WHAT NEEDS TO BE DONE:
Copy out, unchanged, every line from the start of the records to the line that contains "use serde_json::Value;", and stop there.

Stored entries:
═══
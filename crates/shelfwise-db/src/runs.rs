//! Database operations for the `runs` table.
//!
//! Every transition is a single conditional `UPDATE` guarded on the current
//! status, so concurrent workers cannot both apply the same transition. A
//! transition that matches no row returns `Ok(false)`: another actor already
//! moved the run, which callers treat as a lost race rather than an error.

use chrono::{DateTime, Utc};
use serde_json::Value;
use shelfwise_core::{RunRecord, RunStatus};
use sqlx::PgPool;
use uuid::Uuid;

use crate::DbError;

const RUN_COLUMNS: &str = "id, public_id, kind, status, timings_ms, result_json, error_json, \
                           created_at, started_at, finished_at";

/// A row from the `runs` table.
#[derive(Debug, Clone, sqlx::FromRow)]
pub struct RunRow {
    pub id: i64,
    pub public_id: Uuid,
    pub kind: String,
    pub status: String,
    pub timings_ms: Option<Value>,
    pub result_json: Option<Value>,
    pub error_json: Option<Value>,
    pub created_at: DateTime<Utc>,
    pub started_at: Option<DateTime<Utc>>,
    pub finished_at: Option<DateTime<Utc>>,
}

impl TryFrom<RunRow> for RunRecord {
    type Error = DbError;

    fn try_from(row: RunRow) -> Result<Self, Self::Error> {
        let status =
            RunStatus::parse(&row.status).ok_or_else(|| DbError::InvalidRunStatus(row.status))?;
        Ok(RunRecord {
            id: row.id,
            public_id: row.public_id,
            kind: row.kind,
            status,
            timings_ms: row.timings_ms,
            result_json: row.result_json,
            error_json: row.error_json,
            created_at: row.created_at,
            started_at: row.started_at,
            finished_at: row.finished_at,
        })
    }
}

fn finalizable_statuses() -> Vec<&'static str> {
    RunStatus::FINALIZABLE
        .iter()
        .copied()
        .map(RunStatus::as_str)
        .collect()
}

/// Creates a run in `queued` or `running` status.
///
/// # Errors
///
/// Returns [`DbError::InvalidRunStatus`] for a terminal `initial` status, or
/// [`DbError::Sqlx`] if the insert fails.
pub async fn create_run(
    pool: &PgPool,
    kind: &str,
    initial: RunStatus,
) -> Result<RunRecord, DbError> {
    if initial.is_terminal() {
        return Err(DbError::InvalidRunStatus(initial.as_str().to_string()));
    }

    let row = sqlx::query_as::<_, RunRow>(&format!(
        "INSERT INTO runs (public_id, kind, status, started_at) \
         VALUES ($1, $2, $3, CASE WHEN $3::text = 'running' THEN NOW() END) \
         RETURNING {RUN_COLUMNS}"
    ))
    .bind(Uuid::new_v4())
    .bind(kind)
    .bind(initial.as_str())
    .fetch_one(pool)
    .await?;

    tracing::debug!(run_id = row.id, kind, status = %initial, "run created");
    row.try_into()
}

/// Moves a run from `queued` to `running`.
///
/// # Errors
///
/// Returns [`DbError::Sqlx`] if the update fails.
pub async fn mark_run_running(pool: &PgPool, id: i64) -> Result<bool, DbError> {
    let result = sqlx::query(
        "UPDATE runs \
         SET status = 'running', started_at = NOW() \
         WHERE id = $1 AND status = 'queued'",
    )
    .bind(id)
    .execute(pool)
    .await?;

    Ok(result.rows_affected() == 1)
}

/// Finalizes a `queued` or `running` run as `success`.
///
/// # Errors
///
/// Returns [`DbError::Sqlx`] if the update fails.
pub async fn finalize_run_success(
    pool: &PgPool,
    id: i64,
    result_json: &Value,
    timings_ms: Option<&Value>,
) -> Result<bool, DbError> {
    let result = sqlx::query(
        "UPDATE runs \
         SET status = 'success', result_json = $2, timings_ms = $3, finished_at = NOW() \
         WHERE id = $1 AND status = ANY($4)",
    )
    .bind(id)
    .bind(result_json)
    .bind(timings_ms)
    .bind(finalizable_statuses())
    .execute(pool)
    .await?;

    let applied = result.rows_affected() == 1;
    if !applied {
        tracing::warn!(run_id = id, "success finalize skipped; run already finalized");
    }
    Ok(applied)
}

/// Finalizes a `queued` or `running` run as `failed`.
///
/// When both the stored error blob and `error_json` are objects they are
/// merged, so an earlier cancel flag survives.
///
/// # Errors
///
/// Returns [`DbError::Sqlx`] if the update fails.
pub async fn finalize_run_failed(
    pool: &PgPool,
    id: i64,
    error_json: &Value,
    timings_ms: Option<&Value>,
) -> Result<bool, DbError> {
    let result = sqlx::query(
        "UPDATE runs \
         SET status = 'failed', \
             error_json = CASE \
                 WHEN jsonb_typeof(error_json) = 'object' AND jsonb_typeof($2::jsonb) = 'object' \
                     THEN error_json || $2::jsonb \
                 ELSE $2::jsonb \
             END, \
             timings_ms = $3, \
             finished_at = NOW() \
         WHERE id = $1 AND status = ANY($4)",
    )
    .bind(id)
    .bind(error_json)
    .bind(timings_ms)
    .bind(finalizable_statuses())
    .execute(pool)
    .await?;

    let applied = result.rows_affected() == 1;
    if !applied {
        tracing::warn!(run_id = id, "failure finalize skipped; run already finalized");
    }
    Ok(applied)
}

/// Merges `{"cancelRequested": true}` into the run's error blob in any status.
///
/// Returns `false` only when no run has this `id`.
///
/// # Errors
///
/// Returns [`DbError::Sqlx`] if the update fails.
pub async fn request_run_cancel(pool: &PgPool, id: i64) -> Result<bool, DbError> {
    let result = sqlx::query(
        "UPDATE runs \
         SET error_json = CASE \
                 WHEN error_json IS NULL OR jsonb_typeof(error_json) = 'null' THEN '{}'::jsonb \
                 WHEN jsonb_typeof(error_json) = 'object' THEN error_json \
                 ELSE jsonb_build_object('detail', error_json) \
             END || jsonb_build_object($2::text, true) \
         WHERE id = $1",
    )
    .bind(id)
    .bind(shelfwise_core::CANCEL_REQUESTED_KEY)
    .execute(pool)
    .await?;

    Ok(result.rows_affected() == 1)
}

/// Whether cancellation has been requested for a run.
///
/// # Errors
///
/// Returns [`DbError::NotFound`] if the run does not exist, or
/// [`DbError::Sqlx`] if the query fails.
pub async fn is_run_cancel_requested(pool: &PgPool, id: i64) -> Result<bool, DbError> {
    let flag = sqlx::query_scalar::<_, Option<bool>>(
        "SELECT CASE WHEN jsonb_typeof(error_json) = 'object' \
                     THEN (error_json ->> $2)::boolean END \
         FROM runs WHERE id = $1",
    )
    .bind(id)
    .bind(shelfwise_core::CANCEL_REQUESTED_KEY)
    .fetch_optional(pool)
    .await?
    .ok_or(DbError::NotFound)?;

    Ok(flag.unwrap_or(false))
}

/// Fetches a single run by its internal `id`.
///
/// # Errors
///
/// Returns [`DbError::NotFound`] if no row exists with the given `id`,
/// [`DbError::InvalidRunStatus`] if the stored status is unrecognized, or
/// [`DbError::Sqlx`] if the query fails.
pub async fn get_run(pool: &PgPool, id: i64) -> Result<RunRecord, DbError> {
    let row = sqlx::query_as::<_, RunRow>(&format!("SELECT {RUN_COLUMNS} FROM runs WHERE id = $1"))
        .bind(id)
        .fetch_optional(pool)
        .await?
        .ok_or(DbError::NotFound)?;

    row.try_into()
}

/// Returns the most recent `limit` runs, newest first.
///
/// # Errors
///
/// Returns [`DbError::Sqlx`] if the query fails, or
/// [`DbError::InvalidRunStatus`] if a stored status is unrecognized.
pub async fn list_runs(pool: &PgPool, limit: i64) -> Result<Vec<RunRecord>, DbError> {
    let rows = sqlx::query_as::<_, RunRow>(&format!(
        "SELECT {RUN_COLUMNS} FROM runs ORDER BY created_at DESC, id DESC LIMIT $1"
    ))
    .bind(limit)
    .fetch_all(pool)
    .await?;

    rows.into_iter().map(RunRecord::try_from).collect()
}
//! Live integration tests for shelfwise-db using `#[sqlx::test]`.
//!
//! Each test gets a fresh, fully-migrated Postgres database spun up by the
//! sqlx test harness, so `DATABASE_URL` must point at a running server.

use chrono::{Duration, NaiveDate, TimeZone, Utc};
use serde_json::json;
use shelfwise_core::{
    Action, EngineSettings, ProductSignals, RunStatus, Seasonality, WeeklyFocusItem,
};
use shelfwise_db::{
    create_run, finalize_run_failed, finalize_run_success, get_run, is_run_cancel_requested,
    list_decision_actions, list_runs, list_weekly_focus, load_engine_settings,
    load_product_inputs, load_relevance_vocabulary, log_decision_action, mark_run_running,
    replace_weekly_focus, request_run_cancel, upsert_engine_settings, DbError,
    NewDecisionAction,
};

// ---------------------------------------------------------------------------
// Helpers
// ---------------------------------------------------------------------------

async fn insert_test_product(
    pool: &sqlx::PgPool,
    external_id: &str,
    in_shopify: bool,
    seasonality: &str,
) -> i64 {
    sqlx::query_scalar::<_, i64>(
        "INSERT INTO products (external_id, name, in_shopify, seasonality) \
         VALUES ($1, $2, $3, $4) RETURNING id",
    )
    .bind(external_id)
    .bind(format!("Product {external_id}"))
    .bind(in_shopify)
    .bind(seasonality)
    .fetch_one(pool)
    .await
    .unwrap_or_else(|e| panic!("insert_test_product failed for '{external_id}': {e}"))
}

async fn insert_sale(pool: &sqlx::PgPool, product_id: i64, sold_on: NaiveDate, units: i32) {
    sqlx::query("INSERT INTO sales (product_id, sold_on, units) VALUES ($1, $2, $3)")
        .bind(product_id)
        .bind(sold_on)
        .bind(units)
        .execute(pool)
        .await
        .expect("insert sale");
}

fn focus_item(product_id: &str, action: Action, priority_score: u64) -> WeeklyFocusItem {
    WeeklyFocusItem {
        product_id: product_id.to_string(),
        name: format!("Product {product_id}"),
        action,
        priority_score,
        why: "test".to_string(),
        signals: ProductSignals::default(),
    }
}

// ---------------------------------------------------------------------------
// Section 1: Run lifecycle
// ---------------------------------------------------------------------------

#[sqlx::test(migrations = "../../migrations")]
async fn run_lifecycle_queued_to_success(pool: sqlx::PgPool) {
    let run = create_run(&pool, "research", RunStatus::Queued)
        .await
        .expect("create_run failed");
    assert_eq!(run.status, RunStatus::Queued);
    assert!(run.started_at.is_none());

    assert!(mark_run_running(&pool, run.id).await.expect("mark running"));
    assert!(!mark_run_running(&pool, run.id).await.expect("second mark running"));

    let timings = json!({ "total": 12 });
    let applied = finalize_run_success(&pool, run.id, &json!({ "rows": 3 }), Some(&timings))
        .await
        .expect("finalize success");
    assert!(applied);

    let fetched = get_run(&pool, run.id).await.expect("get_run failed");
    assert_eq!(fetched.status, RunStatus::Success);
    assert!(fetched.started_at.is_some());
    assert!(fetched.finished_at.is_some());
    assert_eq!(fetched.result_json, Some(json!({ "rows": 3 })));
}

#[sqlx::test(migrations = "../../migrations")]
async fn terminal_run_cannot_be_finalized_again(pool: sqlx::PgPool) {
    let run = create_run(&pool, "research", RunStatus::Running)
        .await
        .expect("create_run failed");

    assert!(finalize_run_failed(&pool, run.id, &json!({ "message": "boom" }), None)
        .await
        .expect("finalize failed"));
    assert!(!finalize_run_success(&pool, run.id, &json!({}), None)
        .await
        .expect("late success"));

    let fetched = get_run(&pool, run.id).await.expect("get_run failed");
    assert_eq!(fetched.status, RunStatus::Failed);
    assert!(fetched.result_json.is_none());
}

#[sqlx::test(migrations = "../../migrations")]
async fn concurrent_finalizers_apply_exactly_once(pool: sqlx::PgPool) {
    let run = create_run(&pool, "research", RunStatus::Running)
        .await
        .expect("create_run failed");

    let result_a = json!({ "winner": "a" });
    let result_b = json!({ "winner": "b" });
    let (a, b) = tokio::join!(
        finalize_run_success(&pool, run.id, &result_a, None),
        finalize_run_failed(&pool, run.id, &result_b, None),
    );
    let applied = [a.expect("finalizer a"), b.expect("finalizer b")];
    assert_eq!(applied.iter().filter(|applied| **applied).count(), 1);

    let fetched = get_run(&pool, run.id).await.expect("get_run failed");
    assert!(fetched.status.is_terminal());
}

#[sqlx::test(migrations = "../../migrations")]
async fn cancel_flag_survives_failure_finalize(pool: sqlx::PgPool) {
    let run = create_run(&pool, "research", RunStatus::Running)
        .await
        .expect("create_run failed");

    assert!(!is_run_cancel_requested(&pool, run.id).await.expect("flag"));
    assert!(request_run_cancel(&pool, run.id).await.expect("request cancel"));
    assert!(is_run_cancel_requested(&pool, run.id).await.expect("flag"));

    finalize_run_failed(&pool, run.id, &json!({ "message": "cancelled" }), None)
        .await
        .expect("finalize failed");

    let fetched = get_run(&pool, run.id).await.expect("get_run failed");
    assert!(fetched.cancel_requested());
    assert_eq!(
        fetched.error_json,
        Some(json!({ "cancelRequested": true, "message": "cancelled" }))
    );
}

#[sqlx::test(migrations = "../../migrations")]
async fn missing_run_is_not_found(pool: sqlx::PgPool) {
    let err = get_run(&pool, 9_999).await.unwrap_err();
    assert!(matches!(err, DbError::NotFound));
    assert!(!request_run_cancel(&pool, 9_999).await.expect("cancel"));
}

#[sqlx::test(migrations = "../../migrations")]
async fn create_run_rejects_terminal_status(pool: sqlx::PgPool) {
    let err = create_run(&pool, "research", RunStatus::Success)
        .await
        .unwrap_err();
    assert!(matches!(err, DbError::InvalidRunStatus(_)));
    assert!(list_runs(&pool, 10).await.expect("list_runs").is_empty());
}

// ---------------------------------------------------------------------------
// Section 2: Decisions, settings, weekly focus
// ---------------------------------------------------------------------------

#[sqlx::test(migrations = "../../migrations")]
async fn decision_logged_once_per_week(pool: sqlx::PgPool) {
    let action = NewDecisionAction {
        action_type: "BOOST".to_string(),
        target_type: "product".to_string(),
        target_id: "sku-1".to_string(),
        sources: vec!["sales".to_string()],
        payload: json!({ "priorityScore": 57 }),
        as_of: Utc.with_ymd_and_hms(2026, 10, 19, 9, 0, 0).unwrap(),
    };

    assert!(log_decision_action(&pool, &action).await.expect("first log"));
    let later = NewDecisionAction {
        as_of: action.as_of + Duration::days(3),
        ..action.clone()
    };
    assert!(!log_decision_action(&pool, &later).await.expect("second log"));

    let rows = list_decision_actions(&pool, 10).await.expect("list");
    assert_eq!(rows.len(), 1);
    assert_eq!(rows[0].dedupe_key, action.dedupe_key());
}

#[sqlx::test(migrations = "../../migrations")]
async fn engine_settings_upsert_round_trip(pool: sqlx::PgPool) {
    assert!(load_engine_settings(&pool).await.expect("load").is_none());

    let settings = EngineSettings {
        boost_sales_threshold_d90: 20,
        retire_sales_threshold_d180: 4,
        request_theme_priority_threshold: 5,
    };
    upsert_engine_settings(&pool, &settings).await.expect("upsert");
    upsert_engine_settings(&pool, &settings).await.expect("second upsert");

    assert_eq!(load_engine_settings(&pool).await.expect("load"), Some(settings));
}

#[sqlx::test(migrations = "../../migrations")]
async fn relevance_vocabulary_loads_active_types_and_terms(pool: sqlx::PgPool) {
    sqlx::query(
        "INSERT INTO product_types (key, synonyms, is_active) VALUES \
         ('pinata', ARRAY['piñata'], TRUE), ('balloon', ARRAY[]::TEXT[], FALSE)",
    )
    .execute(&pool)
    .await
    .expect("insert product types");
    sqlx::query(
        "INSERT INTO relevance_terms (kind, term) VALUES \
         ('occasion', 'birthday'), ('exclude', 'diy')",
    )
    .execute(&pool)
    .await
    .expect("insert terms");

    let vocabulary = load_relevance_vocabulary(&pool).await.expect("load");
    assert_eq!(vocabulary.product_types.len(), 1);
    assert_eq!(vocabulary.product_types[0].key, "pinata");
    assert_eq!(vocabulary.occasion_terms, vec!["birthday"]);
    assert_eq!(vocabulary.exclude_terms, vec!["diy"]);
}

#[sqlx::test(migrations = "../../migrations")]
async fn product_inputs_aggregate_sales_windows(pool: sqlx::PgPool) {
    let as_of = Utc.with_ymd_and_hms(2026, 10, 19, 12, 0, 0).unwrap();
    let today = as_of.date_naive();
    let product = insert_test_product(&pool, "sku-1", false, "summer").await;
    insert_sale(&pool, product, today - Duration::days(10), 8).await;
    insert_sale(&pool, product, today - Duration::days(120), 5).await;
    insert_sale(&pool, product, today - Duration::days(400), 50).await;

    sqlx::query(
        "INSERT INTO customer_requests (product_id, requested_at) VALUES ($1, $2), ($1, $3)",
    )
    .bind(product)
    .bind(as_of - Duration::days(2))
    .bind(as_of - Duration::days(45))
    .execute(&pool)
    .await
    .expect("insert requests");

    let inputs = load_product_inputs(&pool, as_of).await.expect("load inputs");
    assert_eq!(inputs.len(), 1);
    let signals = inputs[0].signals;
    assert_eq!(signals.d90_units, 8);
    assert_eq!(signals.d180_units, 13);
    assert_eq!(signals.requests_30d, 1);
    assert_eq!(signals.seasonality, Seasonality::Summer);
    assert!(!signals.in_shopify);
}

#[sqlx::test(migrations = "../../migrations")]
async fn weekly_focus_replace_overwrites_previous_list(pool: sqlx::PgPool) {
    let week = NaiveDate::from_ymd_opt(2026, 10, 19).expect("valid date");

    replace_weekly_focus(
        &pool,
        week,
        &[focus_item("a", Action::Keep, 15), focus_item("b", Action::Boost, 60)],
    )
    .await
    .expect("first replace");
    let written = replace_weekly_focus(&pool, week, &[focus_item("c", Action::Migrate, 80)])
        .await
        .expect("second replace");
    assert_eq!(written, 1);

    let rows = list_weekly_focus(&pool, week).await.expect("list");
    assert_eq!(rows.len(), 1);
    assert_eq!(rows[0].product_id, "c");
    assert_eq!(rows[0].action, "MIGRATE");
    assert_eq!(rows[0].priority_score, 80);
}
//! Scoring, filtering, and ranking for shelfwise.
//!
//! Everything here is pure and synchronous: keyword relevance filtering,
//! keyword opportunity scores, research scores with per-cluster ranking, and
//! the weekly recommendation rules.

pub mod evidence;
pub mod keyword_score;
pub mod relevance;
pub mod research;
pub mod rule_engine;
pub mod terms;

pub use evidence::{cached_search, recency_score, rows_from_evidence};
pub use keyword_score::{score_signal, score_signals, ScoredSignal, SignalScore};
pub use relevance::{
    context_for_mode, filter_signals, product_type_match, FilterMode, RelevanceOutcome,
};
pub use research::{
    add_cluster_rank, compute_research_score, rank_rows, score_and_sort_rows, slugify,
};
pub use rule_engine::{
    build_weekly_focus, decision_sources, evaluate_product, evaluate_signals, priority_score,
    Evaluation,
};
pub use terms::{normalize, phrase_match};
//! Soliloquy object runtime.
//!
//! A reflective object model built from four pieces:
//!
//! * **Symbols**: named cells of fixed width. Unqualified reads and writes
//!   resolve through the symbol's ownership stack to the slot of the
//!   innermost eviscerated object that implants it.
//! * **Objects**: implant maps plus data blocks, with optional parents.
//!   Eviscerating an object enters its context; reembowelment leaves it.
//! * **Hook points**: three-band dispatch sites whose handlers are ordered by
//!   pairwise constraints. Classes are domains of symbols plus a constructor
//!   hook point.
//! * **Transactions**: nested frames that snapshot objects on first mutation
//!   and restore them on rollback.
//!
//! ```ignore
//! let mut rt = Startup::new().boot()?;
//! let counter = rt.define("counter", 0u32);
//! let obj = rt.new_object(None);
//! rt.implant(obj, counter);
//! rt.within(obj, |rt| rt.set(counter, 3));
//! assert_eq!(rt.get_in(obj, counter), 3);
//! ```

pub mod class;
pub mod config;
mod context;
pub mod error;
pub mod hooks;
pub mod init;
mod intern;
pub mod introspect;
pub mod object;
mod runtime;
pub mod symbol;
pub mod transaction;

pub use class::{ClassDecl, DeclMember, DomainDecl};
pub use config::{ConfigError, RuntimeConfig};
pub use context::ContextGuard;
pub use error::{Flow, RuntimeError, Unwind, continue_hook_in_current_context, hook_abort};
pub use hooks::{Constraint, HandlerTag, HookEntry, HookFn, HookOutcome, after_super, before_super};
pub use init::{Initializer, Startup, tier};
#[doc(hidden)]
pub use inventory;
pub use object::{Implant, ObjectSnapshot};
pub use runtime::{Ident, Runtime, SAVE_THE_WORLD};
pub use soliloquy_primitives::{Atom, Band, ClassId, DomainId, HookPointId, ObjectId, Order, Payload, SymbolId, TxId};
pub use symbol::{Owner, Sym, SymbolDecl, Visibility};
pub use transaction::{ExitFn, RollbackHandler, RollbackInfo, TxOutcome};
═══
TASK ANSWER:
filename crates/shelfwise-db/src/runs.rs
//! Database operations for the `runs` table.
//!
//! Every transition is a single conditional `UPDATE` guarded on the current
//! status, so concurrent workers cannot both apply the same transition. A
//! transition that matches no row returns `Ok(false)`: another actor already
//! moved the run, which callers treat as a lost race rather than an error.

use chrono::{DateTime, Utc};
use serde_json::Value;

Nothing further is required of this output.